I am not a low income student and do not qualify for QuestBridge. My family makes ~$160000. Two students, one above average (but not that great student), and one cookie cutter buy very accomplished student attend my school and qualify for QuestBridge. However, these kids (although they fall in the under $65000 category) are clearly not poor. The first girl has a new iPad, Apple Pencil, iPhone X, and also an Apple Watch and she doesn’t work. The second girl wears expensive clothes and has lots of costly things. She also doesn’t work. Neither of them have faced any hardship, and clearly enjoy more than I do. The second girl’s family also pays for costly sat prep courses. I don’t understand why they get an advantage over me. ??? Maybe I’m missing something, but this is straight up unfair.

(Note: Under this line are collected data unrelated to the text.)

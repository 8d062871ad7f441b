//! FFmpeg command builder and runner.

use std::collections::VecDeque;
use std::path::{Path, PathBuf};
use std::process::Stdio;
use std::time::Duration;

use tokio::io::{AsyncBufReadExt, BufReader};
use tokio::process::{Child, Command};
use tracing::{debug, warn};

use crate::error::{MediaError, MediaResult};
use crate::progress::{parse_progress_line, FfmpegProgress, StderrLine};

/// Diagnostic lines kept from stderr for error reports.
const STDERR_TAIL_LINES: usize = 20;

/// Builder for FFmpeg commands.
#[derive(Debug, Clone)]
pub struct FfmpegCommand {
    /// Input file path
    input: PathBuf,
    /// Output file path
    output: PathBuf,
    /// Output arguments (after -i)
    output_args: Vec<String>,
    /// Whether to overwrite output
    overwrite: bool,
    /// Log level
    log_level: String,
}

impl FfmpegCommand {
    /// Create a new FFmpeg command.
    pub fn new(input: impl AsRef<Path>, output: impl AsRef<Path>) -> Self {
        Self {
            input: input.as_ref().to_path_buf(),
            output: output.as_ref().to_path_buf(),
            output_args: Vec::new(),
            overwrite: true,
            log_level: "error".to_string(),
        }
    }

    /// Add output arguments (after -i).
    pub fn output_arg(mut self, arg: impl Into<String>) -> Self {
        self.output_args.push(arg.into());
        self
    }

    /// Set video filter.
    pub fn video_filter(self, filter: impl Into<String>) -> Self {
        self.output_arg("-vf").output_arg(filter)
    }

    /// Set video codec.
    pub fn video_codec(self, codec: impl Into<String>) -> Self {
        self.output_arg("-c:v").output_arg(codec)
    }

    /// Set audio codec.
    pub fn audio_codec(self, codec: impl Into<String>) -> Self {
        self.output_arg("-c:a").output_arg(codec)
    }

    /// Set CRF (quality).
    pub fn crf(self, crf: u8) -> Self {
        self.output_arg("-crf").output_arg(crf.to_string())
    }

    /// Set preset.
    pub fn preset(self, preset: impl Into<String>) -> Self {
        self.output_arg("-preset").output_arg(preset)
    }

    /// Set container flags.
    pub fn movflags(self, flags: impl Into<String>) -> Self {
        self.output_arg("-movflags").output_arg(flags)
    }

    /// Force the output container format.
    pub fn format(self, format: impl Into<String>) -> Self {
        self.output_arg("-f").output_arg(format)
    }

    /// Set log level.
    pub fn log_level(mut self, level: impl Into<String>) -> Self {
        self.log_level = level.into();
        self
    }

    /// Build the command arguments.
    pub fn build_args(&self) -> Vec<String> {
        let mut args = vec!["-hide_banner".to_string()];

        if self.overwrite {
            args.push("-y".to_string());
        }

        args.push("-v".to_string());
        args.push(self.log_level.clone());

        // Progress output to stderr
        args.push("-progress".to_string());
        args.push("pipe:2".to_string());

        args.push("-i".to_string());
        args.push(self.input.to_string_lossy().to_string());

        args.extend(self.output_args.clone());

        args.push(self.output.to_string_lossy().to_string());

        args
    }
}

/// Runner for FFmpeg commands with progress tracking and a timeout.
#[derive(Debug, Clone, Default)]
pub struct FfmpegRunner {
    /// Kill the process after this long
    timeout: Option<Duration>,
}

impl FfmpegRunner {
    /// Create a new runner.
    pub fn new() -> Self {
        Self::default()
    }

    /// Set timeout.
    pub fn with_timeout(mut self, timeout: Duration) -> Self {
        self.timeout = Some(timeout);
        self
    }

    /// Run an FFmpeg command.
    pub async fn run(&self, cmd: &FfmpegCommand) -> MediaResult<()> {
        self.run_with_progress(cmd, |_| {}).await
    }

    /// Run an FFmpeg command with progress callback.
    pub async fn run_with_progress<F>(
        &self,
        cmd: &FfmpegCommand,
        progress_callback: F,
    ) -> MediaResult<()>
    where
        F: Fn(FfmpegProgress) + Send + 'static,
    {
        check_ffmpeg()?;

        let args = cmd.build_args();
        debug!("Running FFmpeg: ffmpeg {}", args.join(" "));

        let mut child = Command::new("ffmpeg")
            .args(&args)
            .stdin(Stdio::null())
            .stdout(Stdio::null())
            .stderr(Stdio::piped())
            .kill_on_drop(true)
            .spawn()?;

        let stderr = child
            .stderr
            .take()
            .ok_or_else(|| MediaError::internal("FFmpeg stderr not captured"))?;
        let mut reader = BufReader::new(stderr).lines();

        // Progress fields are parsed, everything else is kept for the error report
        let stderr_handle = tokio::spawn(async move {
            let mut current = FfmpegProgress::default();
            let mut tail = VecDeque::with_capacity(STDERR_TAIL_LINES);

            while let Ok(Some(line)) = reader.next_line().await {
                match parse_progress_line(&line, &mut current) {
                    StderrLine::BlockEnd => progress_callback(current.clone()),
                    StderrLine::Field => {}
                    StderrLine::Diagnostic => {
                        if tail.len() == STDERR_TAIL_LINES {
                            tail.pop_front();
                        }
                        tail.push_back(line);
                    }
                }
            }
            tail.into_iter().collect::<Vec<_>>().join("\n")
        });

        let result = self.wait_for_completion(&mut child).await;
        let stderr_tail = stderr_handle.await.unwrap_or_default();

        match result {
            Err(MediaError::FfmpegFailed {
                message, exit_code, ..
            }) => Err(MediaError::ffmpeg_failed(
                message,
                Some(stderr_tail).filter(|s| !s.is_empty()),
                exit_code,
            )),
            other => other,
        }
    }

    /// Wait for child process with timeout.
    async fn wait_for_completion(&self, child: &mut Child) -> MediaResult<()> {
        let status = match self.timeout {
            Some(timeout) => match tokio::time::timeout(timeout, child.wait()).await {
                Ok(result) => result?,
                Err(_) => {
                    warn!(
                        "FFmpeg timed out after {} seconds, killing process",
                        timeout.as_secs()
                    );
                    let _ = child.kill().await;
                    return Err(MediaError::Timeout(timeout.as_secs()));
                }
            },
            None => child.wait().await?,
        };

        if status.success() {
            Ok(())
        } else {
            Err(MediaError::ffmpeg_failed(
                "FFmpeg exited with non-zero status",
                None,
                status.code(),
            ))
        }
    }
}

/// Check if FFmpeg is available.
pub fn check_ffmpeg() -> MediaResult<PathBuf> {
    which::which("ffmpeg").map_err(|_| MediaError::FfmpegNotFound)
}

Don’t worry about other people.
@happy1 well I’ll be coming against them for a spot so I think I have to worry about them
You can do what you want but the truth is:
- Worrying about something you can’t change is a waste of time and energy.
- You are competing against tens of thousands of applicants for a spot (over 44,000 applicants to Stanford last year), not just them. Colleges do not have quotas by HS.
- It is impossible to tell someone’s financial position from some expensive goods that may have been gifts.
- Focus on yourself and your own application as strong as it can be – that is what is in your control.
- Your own parent’s healthy financial position can help you (ex. there is likely money for tutors if needed, prep courses for standardized tests, summer programs etc.) Consider yourself fortunate.
I will not reply again, please do not tag me.